They fell into the trap thinking they were conquerors. They quickly lost their confidence, however. Their ranks were chaotically disrupted when in reply to the cannon boom on one side, the entire range of slopes burst into running flame from top to bottom. A deadly rifle fire burst on them from the hundreds of trenches, as if the ground itself were mined.
It was a mass shooting.
The surprised battalions became a panicked crowd. Hundreds of men ran in every direction, stumbling into each other, trampling on their fallen comrades. They were disoriented, deafened, and blinded by the cannon and rifle fire. They could not go a step farther out into a terrain they knew nothing about and where night was already falling.
It was useless to try to storm the slopes. The
jagunços
fired with impunity, at no risk to themselves. They squatted or lay flat in their trenches. Only their rifle barrels stuck out at the top. The idea of trying to rout them with a desperate bayonet charge up the hill was rejected. This could have exposed the troops to an even worse assault while the rear guard would have been left behind. There was nothing they could do except stand their ground in this dangerous position and wait for morning.

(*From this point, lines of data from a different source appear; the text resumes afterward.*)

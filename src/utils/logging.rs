// 日志工具模块
//
// 封装 flexi_logger 的初始化和关闭操作，确保异步日志在退出前 flush

use crate::config::LogConfig;
use crate::core::{VizError, VizResult};
use flexi_logger::{Cleanup, Criterion, Duplicate, FileSpec, Logger, LoggerHandle, Naming, WriteMode};
use parking_lot::Mutex;

/// 全局日志句柄，用于程序退出时 flush
static LOGGER_HANDLE: Mutex<Option<LoggerHandle>> = Mutex::new(None);

/// 初始化日志系统
///
/// 日志写入 `dir/file*.log`，按大小轮转，警告及以上同时输出到 stderr。
/// 重复调用会返回错误，因为 `log` 门面只能设置一次。
///
/// # Examples
/// ```no_run
/// use algotrace::config::Config;
/// use algotrace::utils::logging;
///
/// let config = Config::default();
/// logging::init(&config.log).expect("日志初始化失败");
/// ```
pub fn init(config: &LogConfig) -> VizResult<()> {
    let mut guard = LOGGER_HANDLE.lock();
    if guard.is_some() {
        return Err(VizError::Config("logger already initialized".to_string()));
    }

    let handle = Logger::try_with_str(&config.level)
        .map_err(|e| VizError::Config(format!("invalid log level '{}': {}", config.level, e)))?
        .log_to_file(
            FileSpec::default()
                .basename(&config.file)
                .directory(&config.dir),
        )
        .rotate(
            Criterion::Size(config.max_file_size),
            Naming::Numbers,
            Cleanup::KeepLogFiles(config.max_files),
        )
        .duplicate_to_stderr(Duplicate::Warn)
        .write_mode(WriteMode::Async)
        .append()
        .start()
        .map_err(|e| VizError::Config(format!("failed to start logger: {}", e)))?;

    *guard = Some(handle);
    drop(guard);

    log::info!("日志系统初始化完成: {}/{}", config.dir, config.file);
    Ok(())
}

/// 刷新并关闭日志系统
///
/// 在程序退出前调用，确保所有异步日志都已写入文件
pub fn shutdown() {
    if let Some(handle) = LOGGER_HANDLE.lock().take() {
        handle.flush();
        // handle 在这里被 drop，会等待异步线程完成
    }
}

/// 检查日志系统是否已初始化
pub fn is_initialized() -> bool {
    LOGGER_HANDLE.lock().is_some()
}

This decision, the only one possible, was reinforced by the enemy. After about an hour the enemy’s fire slowed down and, finally, to the surprise of the troops, it stopped completely. The brigades set up camp in battle formation. The Second took an advance position from center to the right. The First was in the rear. The artillery remained on an opposite hill with the rapid-fire battery on its right and the Whitworth 32 in the middle, guarded by the Thirtieth under Lieutenant Colonel Tupy Caldas. The general, who had commanded this battalion as a colonel, was personally responsible for putting it in this dangerous situation:
“I place the artillery in the hands of the Thirtieth and have complete confidence that it will honorably discharge its duty to defend it.”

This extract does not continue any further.